(RECORDS TO PROCESS)
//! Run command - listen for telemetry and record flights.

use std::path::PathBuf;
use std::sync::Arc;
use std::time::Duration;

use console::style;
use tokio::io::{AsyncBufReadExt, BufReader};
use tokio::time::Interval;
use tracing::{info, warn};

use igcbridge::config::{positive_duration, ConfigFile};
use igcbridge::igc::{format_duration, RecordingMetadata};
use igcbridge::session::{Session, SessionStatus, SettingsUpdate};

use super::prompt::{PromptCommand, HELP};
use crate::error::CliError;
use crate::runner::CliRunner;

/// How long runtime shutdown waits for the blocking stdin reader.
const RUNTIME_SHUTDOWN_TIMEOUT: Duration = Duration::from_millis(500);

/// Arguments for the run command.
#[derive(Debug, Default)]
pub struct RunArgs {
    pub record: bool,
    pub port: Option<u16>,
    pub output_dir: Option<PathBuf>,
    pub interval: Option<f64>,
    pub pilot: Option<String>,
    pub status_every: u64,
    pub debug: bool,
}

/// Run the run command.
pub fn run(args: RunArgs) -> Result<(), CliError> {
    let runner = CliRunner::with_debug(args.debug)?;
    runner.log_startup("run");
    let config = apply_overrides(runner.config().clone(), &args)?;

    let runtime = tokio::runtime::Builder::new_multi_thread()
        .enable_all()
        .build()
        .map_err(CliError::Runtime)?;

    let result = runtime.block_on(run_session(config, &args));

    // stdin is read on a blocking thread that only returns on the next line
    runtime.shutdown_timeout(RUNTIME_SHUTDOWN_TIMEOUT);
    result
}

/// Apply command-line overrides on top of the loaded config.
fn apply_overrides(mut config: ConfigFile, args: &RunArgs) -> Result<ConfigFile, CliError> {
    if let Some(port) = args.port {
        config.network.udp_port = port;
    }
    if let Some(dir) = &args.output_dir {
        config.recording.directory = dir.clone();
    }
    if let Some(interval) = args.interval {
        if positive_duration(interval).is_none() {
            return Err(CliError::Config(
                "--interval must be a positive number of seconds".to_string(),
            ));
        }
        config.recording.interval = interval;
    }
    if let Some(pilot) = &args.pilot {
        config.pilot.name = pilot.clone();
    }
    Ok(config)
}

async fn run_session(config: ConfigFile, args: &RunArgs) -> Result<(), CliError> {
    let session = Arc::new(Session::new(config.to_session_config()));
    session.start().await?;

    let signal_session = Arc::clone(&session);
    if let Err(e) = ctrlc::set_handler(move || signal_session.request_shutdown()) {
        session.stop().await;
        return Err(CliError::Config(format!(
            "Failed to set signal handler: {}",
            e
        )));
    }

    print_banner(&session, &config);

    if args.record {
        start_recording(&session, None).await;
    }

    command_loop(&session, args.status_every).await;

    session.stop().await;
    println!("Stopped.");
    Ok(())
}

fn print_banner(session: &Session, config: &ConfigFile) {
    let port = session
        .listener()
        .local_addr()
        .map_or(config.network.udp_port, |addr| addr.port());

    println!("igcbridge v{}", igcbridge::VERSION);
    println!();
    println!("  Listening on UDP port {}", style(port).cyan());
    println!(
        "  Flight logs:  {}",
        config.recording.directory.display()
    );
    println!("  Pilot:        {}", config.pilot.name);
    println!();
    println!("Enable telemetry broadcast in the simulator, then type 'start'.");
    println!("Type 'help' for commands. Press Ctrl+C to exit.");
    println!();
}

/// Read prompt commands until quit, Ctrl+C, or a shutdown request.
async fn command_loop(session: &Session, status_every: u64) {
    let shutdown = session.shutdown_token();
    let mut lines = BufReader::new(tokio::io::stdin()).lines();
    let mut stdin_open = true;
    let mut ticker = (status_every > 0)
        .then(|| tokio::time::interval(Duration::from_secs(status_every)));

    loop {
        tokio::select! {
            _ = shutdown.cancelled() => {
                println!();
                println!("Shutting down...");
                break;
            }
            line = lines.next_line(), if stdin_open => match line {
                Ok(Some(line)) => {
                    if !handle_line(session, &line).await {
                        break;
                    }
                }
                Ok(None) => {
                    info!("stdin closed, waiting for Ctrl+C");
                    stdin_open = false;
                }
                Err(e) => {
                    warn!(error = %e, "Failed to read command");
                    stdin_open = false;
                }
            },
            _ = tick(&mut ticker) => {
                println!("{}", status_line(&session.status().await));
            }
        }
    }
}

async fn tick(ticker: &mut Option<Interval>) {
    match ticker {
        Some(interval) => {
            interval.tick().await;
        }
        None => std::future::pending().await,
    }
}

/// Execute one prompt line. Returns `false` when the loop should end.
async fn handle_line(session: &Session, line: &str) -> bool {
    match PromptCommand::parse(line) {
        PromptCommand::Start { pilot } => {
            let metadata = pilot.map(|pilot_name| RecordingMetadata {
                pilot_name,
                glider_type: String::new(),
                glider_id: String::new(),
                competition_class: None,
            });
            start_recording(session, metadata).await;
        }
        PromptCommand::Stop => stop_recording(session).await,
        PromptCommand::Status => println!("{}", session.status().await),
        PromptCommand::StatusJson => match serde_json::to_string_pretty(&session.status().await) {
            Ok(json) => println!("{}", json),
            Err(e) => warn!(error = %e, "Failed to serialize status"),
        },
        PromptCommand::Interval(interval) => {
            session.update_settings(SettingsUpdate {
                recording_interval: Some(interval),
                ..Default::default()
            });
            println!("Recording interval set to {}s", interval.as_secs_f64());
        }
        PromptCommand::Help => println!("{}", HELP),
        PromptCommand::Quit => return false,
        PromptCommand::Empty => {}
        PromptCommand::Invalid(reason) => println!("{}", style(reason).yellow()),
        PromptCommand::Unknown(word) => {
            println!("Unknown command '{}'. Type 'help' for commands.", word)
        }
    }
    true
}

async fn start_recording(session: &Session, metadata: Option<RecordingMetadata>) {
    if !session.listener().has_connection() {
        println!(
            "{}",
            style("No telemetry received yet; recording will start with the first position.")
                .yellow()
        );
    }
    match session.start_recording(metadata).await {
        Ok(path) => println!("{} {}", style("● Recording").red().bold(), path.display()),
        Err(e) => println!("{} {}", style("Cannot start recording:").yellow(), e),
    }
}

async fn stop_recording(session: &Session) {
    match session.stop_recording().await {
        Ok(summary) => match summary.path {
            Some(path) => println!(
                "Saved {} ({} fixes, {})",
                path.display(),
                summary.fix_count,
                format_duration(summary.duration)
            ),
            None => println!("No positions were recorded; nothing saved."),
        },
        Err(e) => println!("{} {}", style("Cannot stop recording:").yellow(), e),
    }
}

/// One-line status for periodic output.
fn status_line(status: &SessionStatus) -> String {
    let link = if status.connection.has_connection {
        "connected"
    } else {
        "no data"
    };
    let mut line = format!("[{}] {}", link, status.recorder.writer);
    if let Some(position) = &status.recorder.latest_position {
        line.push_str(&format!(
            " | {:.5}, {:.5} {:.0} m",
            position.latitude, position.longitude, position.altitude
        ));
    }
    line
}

* * *

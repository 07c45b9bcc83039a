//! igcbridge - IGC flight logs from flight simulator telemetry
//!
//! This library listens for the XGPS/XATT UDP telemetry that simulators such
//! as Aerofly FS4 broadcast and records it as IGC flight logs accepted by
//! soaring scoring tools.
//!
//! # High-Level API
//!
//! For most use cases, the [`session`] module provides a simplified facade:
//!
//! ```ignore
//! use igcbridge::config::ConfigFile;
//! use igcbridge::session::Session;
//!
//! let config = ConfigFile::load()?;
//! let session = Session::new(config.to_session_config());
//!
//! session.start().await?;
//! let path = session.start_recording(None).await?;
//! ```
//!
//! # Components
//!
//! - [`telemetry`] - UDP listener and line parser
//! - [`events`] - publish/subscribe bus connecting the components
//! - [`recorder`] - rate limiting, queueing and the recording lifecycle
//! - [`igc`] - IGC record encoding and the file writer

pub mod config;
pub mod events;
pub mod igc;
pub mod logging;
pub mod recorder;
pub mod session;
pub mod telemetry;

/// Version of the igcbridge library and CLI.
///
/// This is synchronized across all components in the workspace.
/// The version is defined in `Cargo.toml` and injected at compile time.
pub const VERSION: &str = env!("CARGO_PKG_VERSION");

(ACTION ITEM)
Print again the lines of the entries above that fall between the line holding "if let Some(port)" and the line holding "a shutdown request.", inclusive, exactly as they stand.

(FINAL ANSWER)
    if let Some(port) = args.port {
        config.network.udp_port = port;
    }
    if let Some(dir) = &args.output_dir {
        config.recording.directory = dir.clone();
    }
    if let Some(interval) = args.interval {
        if positive_duration(interval).is_none() {
            return Err(CliError::Config(
                "--interval must be a positive number of seconds".to_string(),
            ));
        }
        config.recording.interval = interval;
    }
    if let Some(pilot) = &args.pilot {
        config.pilot.name = pilot.clone();
    }
    Ok(config)
}

async fn run_session(config: ConfigFile, args: &RunArgs) -> Result<(), CliError> {
    let session = Arc::new(Session::new(config.to_session_config()));
    session.start().await?;

    let signal_session = Arc::clone(&session);
    if let Err(e) = ctrlc::set_handler(move || signal_session.request_shutdown()) {
        session.stop().await;
        return Err(CliError::Config(format!(
            "Failed to set signal handler: {}",
            e
        )));
    }

    print_banner(&session, &config);

    if args.record {
        start_recording(&session, None).await;
    }

    command_loop(&session, args.status_every).await;

    session.stop().await;
    println!("Stopped.");
    Ok(())
}

fn print_banner(session: &Session, config: &ConfigFile) {
    let port = session
        .listener()
        .local_addr()
        .map_or(config.network.udp_port, |addr| addr.port());

    println!("igcbridge v{}", igcbridge::VERSION);
    println!();
    println!("  Listening on UDP port {}", style(port).cyan());
    println!(
        "  Flight logs:  {}",
        config.recording.directory.display()
    );
    println!("  Pilot:        {}", config.pilot.name);
    println!();
    println!("Enable telemetry broadcast in the simulator, then type 'start'.");
    println!("Type 'help' for commands. Press Ctrl+C to exit.");
    println!();
}

/// Read prompt commands until quit, Ctrl+C, or a shutdown request.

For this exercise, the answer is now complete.